Another example is the decline of prominent American dioceses. Shaw mentions the Archdiocese of Boston and cites the incisive book by Philip Lawler on the subject; Lawler describes the relevant history in more detail. It is clear from Lawler’s account that the marvelous rise to wealth and influence of the city’s Catholic Church was itself the catalyst in its subsequent crisis. Boston’s cardinal-archbishops, resting on the laurels of past achievements, failed to recognize that the respect granted the Church by the arbiters of secular culture and politics was based squarely on the church’s electoral clout and moral authority—which were in turn the function of a spiritually vibrant laity and clergy. Take away the spiritual vitality and the whole edifice crumbles.

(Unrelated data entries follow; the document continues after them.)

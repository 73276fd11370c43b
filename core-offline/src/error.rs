use bridge_traits::error::BridgeError;
use thiserror::Error;

use crate::worker::WorkerPhase;

#[derive(Error, Debug)]
pub enum OfflineError {
    #[error("Invalid worker scope {url}: {reason}")]
    InvalidScope { url: String, reason: String },

    #[error("Invalid asset path {path}: {reason}")]
    InvalidAsset { path: String, reason: String },

    #[error("Install of {store} failed: {reason}")]
    InstallFailed { store: String, reason: String },

    #[error("Cannot {operation} while worker is {phase:?}")]
    InvalidPhase {
        operation: &'static str,
        phase: WorkerPhase,
    },

    #[error("Network request failed: {0}")]
    Network(String),

    #[error("Bridge error: {0}")]
    Bridge(#[from] BridgeError),
}

pub type Result<T> = std::result::Result<T, OfflineError>;
//! Named request→response stores.
//!
//! Modelled on the browser Cache Storage: a set of stores addressed by name,
//! each mapping request keys to stored responses.

use crate::{
    error::Result,
    http::{FetchRequest, FetchResponse},
    platform::PlatformSendSync,
};

#[cfg_attr(target_arch = "wasm32", async_trait::async_trait(?Send))]
#[cfg_attr(not(target_arch = "wasm32"), async_trait::async_trait)]
pub trait CacheStorage: PlatformSendSync {
    /// Open a store, creating it if missing.
    async fn open(&self, store: &str) -> Result<()>;

    /// Names of all existing stores.
    async fn keys(&self) -> Result<Vec<String>>;

    /// Delete a store. Returns `false` if it did not exist.
    async fn delete(&self, store: &str) -> Result<bool>;

    /// Look up a stored response for `request` in `store`.
    async fn lookup(&self, store: &str, request: &FetchRequest) -> Result<Option<FetchResponse>>;

    /// Store one response.
    async fn put(&self, store: &str, request: &FetchRequest, response: FetchResponse) -> Result<()>;

    /// Store a batch of responses. Either every entry is stored or none is.
    async fn put_all(&self, store: &str, entries: Vec<(FetchRequest, FetchResponse)>) -> Result<()>;
}
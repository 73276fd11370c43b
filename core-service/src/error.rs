use thiserror::Error;

#[derive(Error, Debug)]
pub enum ServiceError {
    #[error("Service initialization failed: {0}")]
    InitializationFailed(String),

    #[error("Configuration error: {0}")]
    Runtime(#[from] core_runtime::Error),

    #[error("Playback error: {0}")]
    Playback(#[from] core_playback::PlaybackError),

    #[error("Bridge error: {0}")]
    Bridge(#[from] bridge_traits::BridgeError),
}

pub type Result<T> = std::result::Result<T, ServiceError>;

Sorting the good from the bad in such a history is extremely difficult. It is usually too easy—and inaccurate—to identify individual actors as heroes or villains. Instead, we need to allow that there is a wide avenue for prudential debate about the right tactics, approaches, and attitudes when considering the interaction between the Church as an institution and Catholicism as a way of life, on one hand, and a more or less antithetical state and culture on the other. Even so, it is possible to go astray by following erroneous ideas that lead to real dead ends. Identifying those errors and warning against their pursuit is what the pope did in his encyclical on Americanism in 1899, which serves as the fulcrum of Shaw’s account. I would agree with the conventional historiography that there were few if any serious Catholics in the United States in 1899 who held the positions condemned as Americanism.

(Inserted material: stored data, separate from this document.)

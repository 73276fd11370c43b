//! DOM rendering and user notices.

use crate::error::{js_message, WasmError, WasmResult};
use bridge_traits::ui::{Notice, NoticeLevel, Notifier, PlayerView, PlaylistRow, ViewRenderer};
use tracing::{error, info, warn};
use wasm_bindgen::{JsCast, JsValue};
use web_sys::{Document, Element, HtmlInputElement, Window};

const PLAY_GLYPH: &str = "▶️";
const PAUSE_GLYPH: &str = "⏸️";
const REMOVE_ROW_GLYPH: &str = "✕";
const REMOVE_FILE_LABEL: &str = "Remove";

/// Attribute carrying a row's playlist position.
pub const INDEX_ATTRIBUTE: &str = "data-index";
/// Class of a clickable playlist row.
pub const TRACK_ROW_CLASS: &str = "playlist-track";
/// Class of the remove control inside a playlist row.
pub const TRACK_REMOVE_CLASS: &str = "playlist-track-remove";
/// Class of the remove control in the uploaded-file list.
pub const FILE_REMOVE_CLASS: &str = "remove-file";

/// Ids of the page elements the player reads and writes.
#[derive(Debug, Clone)]
pub struct ElementIds {
    /// Play/pause button.
    pub play_pause: String,
    /// Previous-track button.
    pub previous: String,
    /// Next-track button.
    pub next: String,
    /// Now-playing title.
    pub title: String,
    /// Now-playing subtitle.
    pub subtitle: String,
    /// Now-playing file name.
    pub file_name: String,
    /// Elapsed time label.
    pub current_time: String,
    /// Duration label.
    pub duration: String,
    /// Seek slider (`<input type="range">`).
    pub progress: String,
    /// Optional element toggled with the `playing` class.
    pub visualizer: String,
    /// Sleep-timer minutes field.
    pub timer_input: String,
    /// Sleep-timer start button.
    pub start_timer: String,
    /// Sleep-timer countdown label.
    pub timer_display: String,
    /// File picker (`<input type="file">`).
    pub file_input: String,
    /// Drag-and-drop target.
    pub upload_area: String,
    /// Uploaded-file list.
    pub file_list: String,
    /// Playlist container.
    pub playlist: String,
}

impl Default for ElementIds {
    fn default() -> Self {
        Self {
            play_pause: "play-pause-btn".into(),
            previous: "prev-btn".into(),
            next: "next-btn".into(),
            title: "track-title".into(),
            subtitle: "track-artist".into(),
            file_name: "current-track-name".into(),
            current_time: "current-time".into(),
            duration: "duration".into(),
            progress: "progress-bar".into(),
            visualizer: "visualizer".into(),
            timer_input: "timer-input".into(),
            start_timer: "start-timer-btn".into(),
            timer_display: "timer-display".into(),
            file_input: "audio-file-input".into(),
            upload_area: "upload-area".into(),
            file_list: "file-list".into(),
            playlist: "playlist-tracks".into(),
        }
    }
}

/// Look up a required element by id.
pub(crate) fn require(document: &Document, id: &str) -> WasmResult<Element> {
    document
        .get_element_by_id(id)
        .ok_or_else(|| WasmError::MissingElement(id.to_string()))
}

/// Draws [`PlayerView`] snapshots into the page.
pub struct DomRenderer {
    document: Document,
    play_pause: Element,
    title: Element,
    subtitle: Element,
    file_name: Element,
    current_time: Element,
    duration: Element,
    progress: HtmlInputElement,
    visualizer: Option<Element>,
    timer_display: Element,
    file_list: Element,
    playlist: Element,
}

impl DomRenderer {
    /// Resolve every element up front so a broken page fails at startup.
    pub fn new(document: &Document, ids: &ElementIds) -> WasmResult<Self> {
        let progress = require(document, &ids.progress)?
            .dyn_into::<HtmlInputElement>()
            .map_err(|_| WasmError::MissingElement(ids.progress.clone()))?;

        Ok(Self {
            document: document.clone(),
            play_pause: require(document, &ids.play_pause)?,
            title: require(document, &ids.title)?,
            subtitle: require(document, &ids.subtitle)?,
            file_name: require(document, &ids.file_name)?,
            current_time: require(document, &ids.current_time)?,
            duration: require(document, &ids.duration)?,
            progress,
            visualizer: document.get_element_by_id(&ids.visualizer),
            timer_display: require(document, &ids.timer_display)?,
            file_list: require(document, &ids.file_list)?,
            playlist: require(document, &ids.playlist)?,
        })
    }

    fn draw(&self, view: &PlayerView) -> Result<(), JsValue> {
        self.title.set_text_content(Some(&view.title));
        self.subtitle.set_text_content(Some(&view.subtitle));
        self.file_name.set_text_content(Some(&view.file_name));
        self.current_time.set_text_content(Some(&view.position_label));
        self.duration.set_text_content(Some(&view.duration_label));
        self.progress.set_value(&view.progress_percent.to_string());

        let glyph = if view.is_playing { PAUSE_GLYPH } else { PLAY_GLYPH };
        self.play_pause.set_text_content(Some(glyph));
        if let Some(visualizer) = &self.visualizer {
            visualizer
                .class_list()
                .toggle_with_force("playing", view.is_playing)?;
        }

        let timer = view.timer_label.as_deref().unwrap_or(&view.timer_display);
        self.timer_display.set_text_content(Some(timer));

        self.draw_playlist(view)?;
        self.draw_file_list(&view.rows)
    }

    fn draw_playlist(&self, view: &PlayerView) -> Result<(), JsValue> {
        self.playlist.set_inner_html("");
        if view.rows.is_empty() {
            let placeholder = self.document.create_element("p")?;
            placeholder.set_class_name("empty-message");
            placeholder.set_text_content(view.empty_message.as_deref());
            self.playlist.append_child(&placeholder)?;
            return Ok(());
        }

        for row in &view.rows {
            let item = self.document.create_element("div")?;
            item.set_class_name(if row.active {
                "playlist-track active"
            } else {
                TRACK_ROW_CLASS
            });
            item.set_attribute(INDEX_ATTRIBUTE, &row.index.to_string())?;

            let info = self.document.create_element("div")?;
            info.set_class_name("playlist-track-info");
            let title = self.document.create_element("div")?;
            title.set_class_name("playlist-track-title");
            title.set_text_content(Some(&row.title));
            let size = self.document.create_element("div")?;
            size.set_class_name("playlist-track-duration");
            size.set_text_content(Some(&row.size_label));
            info.append_child(&title)?;
            info.append_child(&size)?;

            let remove = self.document.create_element("button")?;
            remove.set_class_name(TRACK_REMOVE_CLASS);
            remove.set_attribute(INDEX_ATTRIBUTE, &row.index.to_string())?;
            remove.set_text_content(Some(REMOVE_ROW_GLYPH));

            item.append_child(&info)?;
            item.append_child(&remove)?;
            self.playlist.append_child(&item)?;
        }
        Ok(())
    }

    fn draw_file_list(&self, rows: &[PlaylistRow]) -> Result<(), JsValue> {
        self.file_list.set_inner_html("");
        for row in rows {
            let item = self.document.create_element("div")?;
            item.set_class_name("file-item");
            let name = self.document.create_element("span")?;
            name.set_class_name("file-name");
            name.set_text_content(Some(&row.file_name));
            let remove = self.document.create_element("button")?;
            remove.set_class_name(FILE_REMOVE_CLASS);
            remove.set_attribute(INDEX_ATTRIBUTE, &row.index.to_string())?;
            remove.set_text_content(Some(REMOVE_FILE_LABEL));
            item.append_child(&name)?;
            item.append_child(&remove)?;
            self.file_list.append_child(&item)?;
        }
        Ok(())
    }
}

impl ViewRenderer for DomRenderer {
    fn render(&self, view: &PlayerView) {
        if let Err(err) = self.draw(view) {
            error!(error = %js_message(&err), "Render failed");
        }
    }
}

/// Shows notices with `window.alert`.
pub struct AlertNotifier {
    window: Window,
}

impl AlertNotifier {
    /// Create a notifier bound to `window`.
    pub fn new(window: Window) -> Self {
        Self { window }
    }
}

impl Notifier for AlertNotifier {
    fn notify(&self, notice: Notice) {
        match notice.level {
            NoticeLevel::Info => info!(message = %notice.message, "Notice"),
            NoticeLevel::Warning | NoticeLevel::Error => {
                warn!(message = %notice.message, "Notice")
            }
        }
        if let Err(err) = self.window.alert_with_message(&notice.message) {
            warn!(error = %js_message(&err), "Alert failed");
        }
    }
}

But, with Shaw, I would not be nearly as confident in asserting the same thing about American Catholicism in the late 20th and early 21st century. One might even argue, on the basis of Shaw’s account and other such evidence, that “we’re all Americanists now.” In sum, Leo’s 1899 encyclical was probably more relevant a hundred years later than when it was issued. Contingency and irony—the stuff of history, as Russell Shaw’s provocative book highlights so well.